Records from a dataset:
################

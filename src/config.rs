//! Configuration: where translations live and which one to open.
//!
//! Values are resolved from, in order of precedence: command-line flags (and
//! their environment variables), `config.toml` in the config directory, and
//! built-in defaults.

use crate::error::Result;
use anyhow::Context;
use serde::Deserialize;
use std::borrow::Cow;
use std::path::{Path, PathBuf};

/// Directory name under the platform config directory.
pub const APP_DIR: &str = "bible-search";

/// Translation files are named `<NAME>` + this suffix, e.g. `KJV_bible.json`.
pub const TRANSLATION_SUFFIX: &str = "_bible.json";

/// Contents of `config.toml`. Every key is optional.
#[derive(Debug, Clone, Default, PartialEq, Eq, Deserialize)]
#[serde(default, deny_unknown_fields)]
pub struct FileConfig {
    /// Directory holding `<NAME>_bible.json` files. `~` is expanded.
    pub translations_dir: Option<String>,
    /// Translation opened when none is requested.
    pub default_translation: Option<String>,
}

impl FileConfig {
    /// Parse `config.toml` contents.
    pub fn parse(content: &str) -> Result<Self> {
        toml::from_str(content).context("Invalid config.toml")
    }

    /// Read a config file. A missing file is an empty config.
    pub fn load(path: &Path) -> Result<Self> {
        match std::fs::read_to_string(path) {
            Ok(content) => {
                tracing::debug!("Loaded config from {}", path.display());
                Self::parse(&content).with_context(|| format!("Failed to load {}", path.display()))
            }
            Err(e) if e.kind() == std::io::ErrorKind::NotFound => Ok(Self::default()),
            Err(e) => {
                Err(e).with_context(|| format!("Failed to read config file {}", path.display()))
            }
        }
    }
}

/// Values given explicitly on the command line or through the environment.
#[derive(Debug, Clone, Default)]
pub struct Overrides {
    pub config_file: Option<PathBuf>,
    pub translations_dir: Option<PathBuf>,
    pub translation: Option<String>,
}

/// Fully resolved configuration.
#[derive(Debug, Clone, PartialEq, Eq)]
pub struct Config {
    pub translations_dir: PathBuf,
    pub default_translation: Option<String>,
}

impl Config {
    /// Resolve configuration from overrides, the config file and defaults.
    pub fn resolve(overrides: &Overrides) -> Result<Self> {
        let config_file = match &overrides.config_file {
            Some(path) => path.clone(),
            None => config_dir()?.join("config.toml"),
        };
        let file = FileConfig::load(&config_file)?;
        Self::merge(overrides, file, || Ok(config_dir()?.join("translations")))
    }

    /// Merge layers; `default_dir` is only consulted when no layer names a
    /// translations directory.
    pub fn merge(
        overrides: &Overrides,
        file: FileConfig,
        default_dir: impl FnOnce() -> Result<PathBuf>,
    ) -> Result<Self> {
        let translations_dir = match (&overrides.translations_dir, file.translations_dir) {
            (Some(dir), _) => dir.clone(),
            (None, Some(dir)) => PathBuf::from(&*expand_tilde(&dir)),
            (None, None) => default_dir()?,
        };

        Ok(Self {
            translations_dir,
            default_translation: overrides
                .translation
                .clone()
                .or(file.default_translation),
        })
    }
}

/// `<config dir>/bible-search`, honoring `XDG_CONFIG_HOME` on Linux.
pub fn config_dir() -> Result<PathBuf> {
    dirs::config_dir()
        .map(|dir| dir.join(APP_DIR))
        .context("Could not determine the user config directory")
}

/// Expands tilde (`~`) in a path to the user's home directory.
///
/// - `~/foo` becomes `/home/user/foo`
/// - `~` becomes `/home/user`
/// - Other paths are returned unchanged
pub fn expand_tilde(path: &str) -> Cow<'_, str> {
    if let Some(stripped) = path.strip_prefix("~/") {
        if let Some(home) = dirs::home_dir() {
            return Cow::Owned(home.join(stripped).display().to_string());
        }
    } else if path == "~"
        && let Some(home) = dirs::home_dir()
    {
        return Cow::Owned(home.display().to_string());
    }
    Cow::Borrowed(path)
}
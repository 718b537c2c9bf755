//! Durable storage for the bearer credential.
//!
//! The credential is the only state that survives a restart. It lives in a
//! single slot: `save` overwrites it and `clear` removes it.

use std::path::{Path, PathBuf};
use std::sync::Mutex;

use minutes_core::{MinutesError, Result};

/// A single-slot credential store.
pub trait CredentialStore: Send + Sync {
    /// Read the persisted credential, if any.
    fn load(&self) -> Result<Option<String>>;
    /// Persist `credential`, replacing any previous value.
    fn save(&self, credential: &str) -> Result<()>;
    /// Remove the persisted credential. Succeeds when nothing is stored.
    fn clear(&self) -> Result<()>;
}

// =============================================================================
// FileCredentialStore
// =============================================================================

/// Keeps the credential in a file readable only by its owner.
#[derive(Debug, Clone)]
pub struct FileCredentialStore {
    path: PathBuf,
}

impl FileCredentialStore {
    pub fn new(path: impl Into<PathBuf>) -> Self {
        Self { path: path.into() }
    }

    pub fn path(&self) -> &Path {
        &self.path
    }
}

impl CredentialStore for FileCredentialStore {
    fn load(&self) -> Result<Option<String>> {
        match std::fs::read_to_string(&self.path) {
            Ok(contents) => {
                let credential = contents.trim();
                if credential.is_empty() {
                    Ok(None)
                } else {
                    Ok(Some(credential.to_string()))
                }
            }
            Err(e) if e.kind() == std::io::ErrorKind::NotFound => Ok(None),
            Err(e) => Err(e.into()),
        }
    }

    fn save(&self, credential: &str) -> Result<()> {
        if credential.trim().is_empty() {
            return Err(MinutesError::InvalidInput(
                "refusing to persist an empty credential".to_string(),
            ));
        }
        if let Some(parent) = self.path.parent() {
            std::fs::create_dir_all(parent)?;
        }
        std::fs::write(&self.path, credential)?;
        // Restrict credential file to owner-only access.
        #[cfg(unix)]
        {
            use std::os::unix::fs::PermissionsExt;
            std::fs::set_permissions(&self.path, std::fs::Permissions::from_mode(0o600))?;
        }
        tracing::debug!("Credential saved to {}", self.path.display());
        Ok(())
    }

    fn clear(&self) -> Result<()> {
        match std::fs::remove_file(&self.path) {
            Ok(()) => {
                tracing::debug!("Credential removed from {}", self.path.display());
                Ok(())
            }
            Err(e) if e.kind() == std::io::ErrorKind::NotFound => Ok(()),
            Err(e) => Err(e.into()),
        }
    }
}

// =============================================================================
// MemoryCredentialStore
// =============================================================================

/// In-process store for tests and sessions that must not touch disk.
#[derive(Debug, Default)]
pub struct MemoryCredentialStore {
    slot: Mutex<Option<String>>,
}

impl MemoryCredentialStore {
    pub fn new() -> Self {
        Self::default()
    }

    /// A store that already holds `credential`, as if persisted by an earlier run.
    pub fn with_credential(credential: impl Into<String>) -> Self {
        Self {
            slot: Mutex::new(Some(credential.into())),
        }
    }

    fn lock(&self) -> Result<std::sync::MutexGuard<'_, Option<String>>> {
        self.slot
            .lock()
            .map_err(|e| MinutesError::Storage(format!("credential lock poisoned: {}", e)))
    }
}

impl CredentialStore for MemoryCredentialStore {
    fn load(&self) -> Result<Option<String>> {
        Ok(self.lock()?.clone())
    }

    fn save(&self, credential: &str) -> Result<()> {
        *self.lock()? = Some(credential.to_string());
        Ok(())
    }

    fn clear(&self) -> Result<()> {
        *self.lock()? = None;
        Ok(())
    }
}
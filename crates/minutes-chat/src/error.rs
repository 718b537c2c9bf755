//! Error types for the conversation engine.

/// Errors from [`ConversationEngine::ask`](crate::ConversationEngine::ask).
///
/// Only `RequestFailed` is meant for an error banner. The other variants
/// report that the session went away and need no message of their own.
#[derive(Debug, Clone, PartialEq, Eq, thiserror::Error)]
pub enum ChatError {
    #[error("not logged in")]
    NotAuthenticated,
    #[error("session expired; log in again")]
    SessionInvalidated,
    #[error("session ended before the answer arrived")]
    SessionEnded,
    /// Carries the server detail or the generic fallback.
    #[error("{0}")]
    RequestFailed(String),
}

impl ChatError {
    /// Whether this error belongs in `last_error`.
    pub fn is_user_visible(&self) -> bool {
        matches!(self, ChatError::RequestFailed(_))
    }
}
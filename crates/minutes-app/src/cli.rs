//! CLI argument definitions for the `minutes` binary.
//!
//! Priority resolution: CLI args > env vars > config file > defaults.

use std::path::PathBuf;

use chrono::NaiveDate;
use clap::{Args, Parser, Subcommand};

/// Meeting Notes: ask questions about your past meetings from the terminal.
#[derive(Parser, Debug)]
#[command(name = "minutes", version, about)]
pub struct CliArgs {
    /// Path to the configuration file.
    #[arg(short = 'c', long = "config", global = true)]
    pub config: Option<PathBuf>,

    /// Backend base URL, e.g. http://localhost:8000.
    #[arg(short = 's', long = "server", global = true)]
    pub server: Option<String>,

    /// Log level (trace, debug, info, warn, error).
    #[arg(short = 'l', long = "log-level", global = true)]
    pub log_level: Option<String>,

    #[command(subcommand)]
    pub command: Command,
}

#[derive(Subcommand, Debug)]
pub enum Command {
    /// Sign in and remember the session.
    Login {
        email: String,
        /// Password. Falls back to MINUTES_PASSWORD, then a prompt.
        #[arg(short = 'p', long = "password")]
        password: Option<String>,
    },
    /// Create an account. Does not sign in.
    Register {
        email: String,
        #[arg(short = 'p', long = "password")]
        password: Option<String>,
    },
    /// Forget the stored session.
    Logout,
    /// Show the signed-in user.
    Whoami,
    /// Ask one question about past meetings.
    Ask {
        #[arg(required = true, num_args = 1..)]
        question: Vec<String>,
        /// Only use this meeting.
        #[arg(short = 'm', long = "meeting")]
        meeting: Option<i64>,
        /// Only use meetings from this day (YYYY-MM-DD).
        #[arg(short = 'd', long = "date")]
        date: Option<NaiveDate>,
    },
    /// Interactive conversation.
    Chat,
    /// List processed meetings.
    History,
    /// Show one meeting with its summary and tasks.
    Show { id: i64 },
    /// Submit a meeting for task extraction.
    Process {
        #[command(flatten)]
        source: ProcessSource,
        #[arg(short = 't', long = "title")]
        title: Option<String>,
        /// Meeting day (YYYY-MM-DD).
        #[arg(short = 'd', long = "date")]
        date: Option<NaiveDate>,
    },
    /// Show how many meeting memories are stored.
    Memories,
}

/// Exactly one meeting source.
#[derive(Args, Debug)]
#[group(required = true, multiple = false)]
pub struct ProcessSource {
    /// Read the transcript from this file.
    #[arg(long = "text")]
    pub text: Option<PathBuf>,
    /// Meeting recording or document URL.
    #[arg(long = "link")]
    pub link: Option<String>,
    /// Path to a file already available to the server.
    #[arg(long = "file")]
    pub file: Option<String>,
}

impl CliArgs {
    /// Resolve the configuration file path.
    ///
    /// Priority: --config flag > MINUTES_CONFIG env var > ~/.minutes/config.toml.
    pub fn resolve_config_path(&self) -> PathBuf {
        if let Some(ref p) = self.config {
            return p.clone();
        }
        if let Ok(p) = std::env::var("MINUTES_CONFIG") {
            return PathBuf::from(p);
        }
        default_config_path()
    }

    /// Resolve the backend base URL.
    ///
    /// Priority: --server flag > MINUTES_SERVER env var > config file value.
    pub fn resolve_server(&self, config_base_url: &str) -> String {
        if let Some(ref s) = self.server {
            return s.clone();
        }
        if let Ok(s) = std::env::var("MINUTES_SERVER") {
            if !s.trim().is_empty() {
                return s;
            }
        }
        config_base_url.to_string()
    }

    /// Resolve the log level.
    ///
    /// Priority: --log-level flag > config file value.
    pub fn resolve_log_level(&self, config_level: &str) -> String {
        self.log_level
            .clone()
            .unwrap_or_else(|| config_level.to_string())
    }
}

/// Resolve a password.
///
/// Priority: --password flag > MINUTES_PASSWORD env var. `None` means prompt.
pub fn resolve_password(flag: Option<String>) -> Option<String> {
    flag.or_else(|| std::env::var("MINUTES_PASSWORD").ok())
}

fn default_config_path() -> PathBuf {
    match minutes_core::config::home_dir() {
        Some(home) => home.join(".minutes").join("config.toml"),
        None => PathBuf::from("config.toml"),
    }
}
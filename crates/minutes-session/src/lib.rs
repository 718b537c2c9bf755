//! Client-side session management for Meeting Notes.
//!
//! Owns the bearer credential lifecycle: silent re-authentication from the
//! persisted credential at startup, login, registration, logout and
//! invalidation when the backend rejects the credential.

pub mod context;
pub mod error;
pub mod manager;
pub mod store;

pub use context::SessionContext;
pub use error::SessionError;
pub use manager::{SessionManager, SessionSnapshot, SessionStatus};
pub use store::{CredentialStore, FileCredentialStore, MemoryCredentialStore};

################

PROBLEM TO WORK ON
Starting at the first line of the entries above, please extract each line up to and including the line with "pub const TRANSLATION_SUFFIX: &str", unchanged, and add nothing.

SOLUTION TO THE EXERCISE
filename src/config.rs
//! Configuration: where translations live and which one to open.
//!
//! Values are resolved from, in order of precedence: command-line flags (and
//! their environment variables), `config.toml` in the config directory, and
//! built-in defaults.

use crate::error::Result;
use anyhow::Context;
use serde::Deserialize;
use std::borrow::Cow;
use std::path::{Path, PathBuf};

/// Directory name under the platform config directory.
pub const APP_DIR: &str = "bible-search";

/// Translation files are named `<NAME>` + this suffix, e.g. `KJV_bible.json`.
pub const TRANSLATION_SUFFIX: &str = "_bible.json";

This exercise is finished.